After reading the entries below, copy word for word the lines from the first through the line containing "for graph users", and stop there.

[Saved data entries]
|---|

//! # Scene Graph
//!
//! A hierarchical transform graph: every node owns a local translation,
//! rotation and scale and derives a cached world matrix from its ancestors.
//!
//! ## Features
//!
//! - **Arena ownership**: nodes live in a [`scene::SceneGraph`] and are addressed by handles
//! - **Lazy propagation**: world matrices are rebuilt only where something changed,
//!   with per-node opt-outs for local and world updates
//! - **Exact re-parenting**: `attach` moves a node while keeping its world transform
//! - **Queries**: local/world conversion, world TRS, `look_at`, ray picking
//! - **Documents**: JSON serialization with shared resource side tables
//!
//! ## Quick Start
//!
//! ```rust
//! use scene_graph::prelude::*;
//!
//! let mut graph = SceneGraph::new();
//! let parent = graph.create(NodeKind::Group);
//! let child = graph.create(NodeKind::Object3D);
//! graph.add(parent, child)?;
//!
//! graph[parent].position = Vec3::new(1.0, 2.0, 3.0);
//! graph[child].position = Vec3::new(4.0, 5.0, 6.0);
//! graph.update_matrix_world(parent, false)?;
//!
//! let world = graph.local_to_world(child, &Vec3::zeros())?;
//! assert_eq!(world, Vec3::new(5.0, 7.0, 9.0));
//! # Ok::<(), SceneError>(())
//! ```

#![warn(missing_docs)]
#![warn(clippy::all, clippy::pedantic, clippy::nursery)]
#![allow(clippy::module_name_repetitions, clippy::similar_names, clippy::too_many_arguments)]

pub mod config;
pub mod events;
pub mod foundation;
pub mod scene;
pub mod spatial;

/// Common imports for graph users
pub mod prelude {
    pub use crate::{
        config::{Config, GraphConfig, NodeDefaults, SerializationConfig},
        events::{EventSystem, EventType, GraphEvent, HandlerId},
        foundation::{
            collections::NodeKey,
            euler::{Euler, EulerOrder},
            math::{Mat4, Quat, Transform, Vec3},
        },
        scene::{
            resources::{
                AnimationClip, BasicMaterial, BoxGeometry, Geometry, Material, NamedClip,
                ResourceLibrary, ResourceResolver,
            },
            Intersection, Layers, MeshParts, Node, NodeKind, Raycaster, SceneDocument,
            SceneError, SceneGraph,
        },
        spatial::{BoundingSphere, Ray, AABB},
    };
}
//! Spatial primitives used for picking and bounds queries

pub mod primitives;

pub use primitives::{Ray, BoundingSphere, AABB};
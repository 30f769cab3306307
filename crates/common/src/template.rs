//! Placeholder substitution for response templates.

/// Substitute `{name}` placeholders in `template` with the given values.
///
/// Replacement is literal and replaces **all** occurrences of each
/// placeholder, since a template may repeat a variable. Unknown placeholders
/// are left untouched so a misconfigured override degrades visibly instead
/// of silently.
#[must_use]
pub fn render_template(template: &str, vars: &[(&str, &str)]) -> String {
    let mut out = template.to_string();
    for (name, value) in vars {
        let needle = format!("{{{name}}}");
        if out.contains(&needle) {
            out = out.replace(&needle, value);
        }
    }
    out
}

#[cfg(test)]
mod tests {
    use super::*;

    #[test]
    fn substitutes_single_placeholder() {
        assert_eq!(render_template("Bottle #{id}", &[("id", "7")]), "Bottle #7");
    }

    #[test]
    fn substitutes_all_occurrences() {
        let t = "{content} … and again: {content}";
        assert_eq!(
            render_template(t, &[("content", "hi")]),
            "hi … and again: hi"
        );
    }

    #[test]
    fn leaves_unknown_placeholders() {
        assert_eq!(render_template("{nope}", &[("id", "1")]), "{nope}");
    }

    #[test]
    fn multiple_vars() {
        let t = "#{id} from {platform}";
        let out = render_template(t, &[("id", "3"), ("platform", "nostr")]);
        assert_eq!(out, "#3 from nostr");
    }

    #[test]
    fn empty_template() {
        assert_eq!(render_template("", &[("id", "1")]), "");
    }
}
//! Periodic status broadcast, decoupled from the inbound watch loop.

use std::{sync::Arc, time::Duration};

use {
    adrift_common::render_template,
    adrift_store::MailboxStore,
    tokio_util::sync::CancellationToken,
    tracing::{debug, warn},
};

use crate::{Result, adapter::ChannelAdapter};

/// Default broadcast template. Overridable per deployment; placeholders are
/// substituted with live counters at post time.
pub const DEFAULT_TEMPLATE: &str = "🌊 {activeBottles} bottles adrift, {archivedBottles} found, \
                                    {totalReplies} replies across {totalBottles} bottles.";

/// Publishes a status post on its own timer through an adapter's optional
/// `post` capability. Failures are logged and never affect the watch loop.
pub struct Broadcaster {
    adapter: Arc<dyn ChannelAdapter>,
    store: Arc<dyn MailboxStore>,
    template: String,
    interval: Duration,
}

impl Broadcaster {
    pub fn new(
        adapter: Arc<dyn ChannelAdapter>,
        store: Arc<dyn MailboxStore>,
        template: Option<String>,
        interval: Duration,
    ) -> Self {
        Self {
            adapter,
            store,
            template: template.unwrap_or_else(|| DEFAULT_TEMPLATE.to_string()),
            interval,
        }
    }

    /// Render the template with live counters and publish it once.
    pub async fn broadcast_once(&self) -> Result<String> {
        let counts = self.store.bottle_counts().await?;
        let text = render_template(
            &self.template,
            &[
                ("activeBottles", &counts.active.to_string()),
                ("archivedBottles", &counts.archived.to_string()),
                ("totalReplies", &counts.total_replies.to_string()),
                ("totalBottles", &counts.total_bottles().to_string()),
            ],
        );
        self.adapter.post(&text).await?;
        Ok(text)
    }

    /// Spawn the recurring broadcast task. The returned token stops it.
    pub fn spawn(self) -> CancellationToken {
        let cancel = CancellationToken::new();
        let token = cancel.clone();
        let platform = self.adapter.platform();
        tokio::spawn(async move {
            loop {
                tokio::select! {
                    () = token.cancelled() => {
                        debug!(%platform, "broadcast task stopped");
                        break;
                    }
                    () = tokio::time::sleep(self.interval) => {}
                }
                match self.broadcast_once().await {
                    Ok(text) => debug!(%platform, chars = text.len(), "published broadcast"),
                    Err(e) => warn!(%platform, error = %e, "broadcast failed"),
                }
            }
        });
        cancel
    }
}
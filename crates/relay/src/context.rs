//! Wires store, interpreter, dispatcher, and platform adapters into one
//! runnable unit. Wire clients are injected, so the whole context runs
//! against scripted clients in tests.

use std::sync::{
    Arc, PoisonError, RwLock,
    atomic::{AtomicBool, Ordering},
};

use {
    adrift_bluesky::BlueskyAdapter,
    adrift_channels::{
        AdapterPhase, AdapterRegistry, Broadcaster, ChannelAdapter, CommandSink, PlatformClient,
    },
    adrift_commands::{CommandInterpreter, RelaySink},
    adrift_common::PlatformId,
    adrift_nostr::NostrAdapter,
    adrift_store::MailboxStore,
    serde::Serialize,
    tokio_util::sync::CancellationToken,
    tracing::{info, warn},
};

use crate::{config::BotConfig, dispatcher::RelayDispatcher};

/// Phase snapshot for one running platform.
#[derive(Debug, Clone, Serialize)]
pub struct PlatformStatus {
    pub platform: PlatformId,
    pub phase: AdapterPhase,
}

/// Builder for [`RelayContext`]. Adapters are created only for platforms
/// with complete credentials *and* an injected wire client.
pub struct RelayContextBuilder {
    config: BotConfig,
    store: Arc<dyn MailboxStore>,
    bluesky_client: Option<Arc<dyn PlatformClient>>,
    nostr_client: Option<Arc<dyn PlatformClient>>,
}

impl RelayContextBuilder {
    #[must_use]
    pub fn new(config: BotConfig, store: Arc<dyn MailboxStore>) -> Self {
        Self {
            config,
            store,
            bluesky_client: None,
            nostr_client: None,
        }
    }

    #[must_use]
    pub fn bluesky_client(mut self, client: Arc<dyn PlatformClient>) -> Self {
        self.bluesky_client = Some(client);
        self
    }

    #[must_use]
    pub fn nostr_client(mut self, client: Arc<dyn PlatformClient>) -> Self {
        self.nostr_client = Some(client);
        self
    }

    #[must_use]
    pub fn build(self) -> RelayContext {
        let registry = Arc::new(RwLock::new(AdapterRegistry::new()));
        let dispatcher = Arc::new(RelayDispatcher::new(
            Arc::clone(&registry),
            Arc::clone(&self.store),
        ));
        let interpreter = Arc::new(
            CommandInterpreter::new(Arc::clone(&self.store))
                .with_notifier(Arc::clone(&dispatcher) as Arc<dyn RelaySink>),
        );
        let sink = Arc::clone(&interpreter) as Arc<dyn CommandSink>;

        {
            let mut reg = registry.write().unwrap_or_else(PoisonError::into_inner);

            match (&self.bluesky_client, self.config.bluesky.is_complete()) {
                (Some(client), true) => {
                    reg.register(Arc::new(BlueskyAdapter::new(
                        Arc::clone(client),
                        Arc::clone(&sink),
                        Arc::clone(&self.store),
                        self.config.bluesky.clone(),
                    )));
                }
                (Some(_), false) => {
                    warn!("bluesky credentials incomplete; platform disabled");
                }
                (None, _) => {}
            }

            match (&self.nostr_client, self.config.nostr.is_complete()) {
                (Some(client), true) => {
                    reg.register(Arc::new(NostrAdapter::new(
                        Arc::clone(client),
                        Arc::clone(&sink),
                        Arc::clone(&self.store),
                        self.config.nostr.clone(),
                    )));
                }
                (Some(_), false) => {
                    warn!("nostr credentials incomplete; platform disabled");
                }
                (None, _) => {}
            }
        }

        RelayContext {
            config: self.config,
            store: self.store,
            registry,
            dispatcher,
            interpreter,
            started: AtomicBool::new(false),
            broadcast_cancel: std::sync::Mutex::new(None),
        }
    }
}

/// The running bot: owns the adapter registry and the shared services.
pub struct RelayContext {
    config: BotConfig,
    store: Arc<dyn MailboxStore>,
    registry: Arc<RwLock<AdapterRegistry>>,
    dispatcher: Arc<RelayDispatcher>,
    interpreter: Arc<CommandInterpreter>,
    started: AtomicBool,
    broadcast_cancel: std::sync::Mutex<Option<CancellationToken>>,
}

impl RelayContext {
    #[must_use]
    pub fn builder(config: BotConfig, store: Arc<dyn MailboxStore>) -> RelayContextBuilder {
        RelayContextBuilder::new(config, store)
    }

    /// Start every registered adapter's watch loop, plus the broadcast task
    /// when configured. Idempotent; a platform that fails to start is
    /// logged and skipped so the other platform still runs.
    pub async fn start(&self) {
        if self.started.swap(true, Ordering::SeqCst) {
            return;
        }
        info!(platforms = ?self.platforms(), "starting relay context");

        for adapter in self.adapters() {
            if let Err(e) = adapter.watch().await {
                warn!(platform = %adapter.platform(), error = %e, "platform failed to start");
            }
        }

        if self.config.bluesky.broadcast {
            if let Some(adapter) = self.adapter(PlatformId::Bluesky) {
                let broadcaster = Broadcaster::new(
                    adapter,
                    Arc::clone(&self.store),
                    self.config.bluesky.broadcast_template.clone(),
                    std::time::Duration::from_secs(self.config.bluesky.broadcast_interval_secs),
                );
                let token = broadcaster.spawn();
                *self
                    .broadcast_cancel
                    .lock()
                    .unwrap_or_else(PoisonError::into_inner) = Some(token);
            }
        }
    }

    /// Honor `auto_start` from the config.
    pub async fn start_if_configured(&self) {
        if self.config.auto_start {
            self.start().await;
        }
    }

    /// Stop the watch loops and the broadcast task. Idempotent.
    pub async fn stop(&self) {
        let token = self
            .broadcast_cancel
            .lock()
            .unwrap_or_else(PoisonError::into_inner)
            .take();
        if let Some(token) = token {
            token.cancel();
        }
        for adapter in self.adapters() {
            adapter.cleanup().await;
        }
        self.started.store(false, Ordering::SeqCst);
        info!("relay context stopped");
    }

    /// Phase snapshot of every registered platform.
    #[must_use]
    pub fn status(&self) -> Vec<PlatformStatus> {
        let mut statuses: Vec<PlatformStatus> = self
            .adapters()
            .into_iter()
            .map(|a| PlatformStatus {
                platform: a.platform(),
                phase: a.phase(),
            })
            .collect();
        statuses.sort_by_key(|s| s.platform.as_str());
        statuses
    }

    #[must_use]
    pub fn platforms(&self) -> Vec<PlatformId> {
        self.registry
            .read()
            .unwrap_or_else(PoisonError::into_inner)
            .platforms()
    }

    #[must_use]
    pub fn adapter(&self, platform: PlatformId) -> Option<Arc<dyn ChannelAdapter>> {
        self.registry
            .read()
            .unwrap_or_else(PoisonError::into_inner)
            .get(platform)
    }

    #[must_use]
    pub fn dispatcher(&self) -> Arc<RelayDispatcher> {
        Arc::clone(&self.dispatcher)
    }

    #[must_use]
    pub fn interpreter(&self) -> Arc<CommandInterpreter> {
        Arc::clone(&self.interpreter)
    }

    #[must_use]
    pub fn store(&self) -> Arc<dyn MailboxStore> {
        Arc::clone(&self.store)
    }

    fn adapters(&self) -> Vec<Arc<dyn ChannelAdapter>> {
        self.registry
            .read()
            .unwrap_or_else(PoisonError::into_inner)
            .iter()
            .map(|(_, a)| Arc::clone(a))
            .collect()
    }
}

|---|

** YOUR SOLUTION **
//! # Scene Graph
//!
//! A hierarchical transform graph: every node owns a local translation,
//! rotation and scale and derives a cached world matrix from its ancestors.
//!
//! ## Features
//!
//! - **Arena ownership**: nodes live in a [`scene::SceneGraph`] and are addressed by handles
//! - **Lazy propagation**: world matrices are rebuilt only where something changed,
//!   with per-node opt-outs for local and world updates
//! - **Exact re-parenting**: `attach` moves a node while keeping its world transform
//! - **Queries**: local/world conversion, world TRS, `look_at`, ray picking
//! - **Documents**: JSON serialization with shared resource side tables
//!
//! ## Quick Start
//!
//! ```rust
//! use scene_graph::prelude::*;
//!
//! let mut graph = SceneGraph::new();
//! let parent = graph.create(NodeKind::Group);
//! let child = graph.create(NodeKind::Object3D);
//! graph.add(parent, child)?;
//!
//! graph[parent].position = Vec3::new(1.0, 2.0, 3.0);
//! graph[child].position = Vec3::new(4.0, 5.0, 6.0);
//! graph.update_matrix_world(parent, false)?;
//!
//! let world = graph.local_to_world(child, &Vec3::zeros())?;
//! assert_eq!(world, Vec3::new(5.0, 7.0, 9.0));
//! # Ok::<(), SceneError>(())
//! ```

#![warn(missing_docs)]
#![warn(clippy::all, clippy::pedantic, clippy::nursery)]
#![allow(clippy::module_name_repetitions, clippy::similar_names, clippy::too_many_arguments)]

pub mod config;
pub mod events;
pub mod foundation;
pub mod scene;
pub mod spatial;

/// Common imports for graph users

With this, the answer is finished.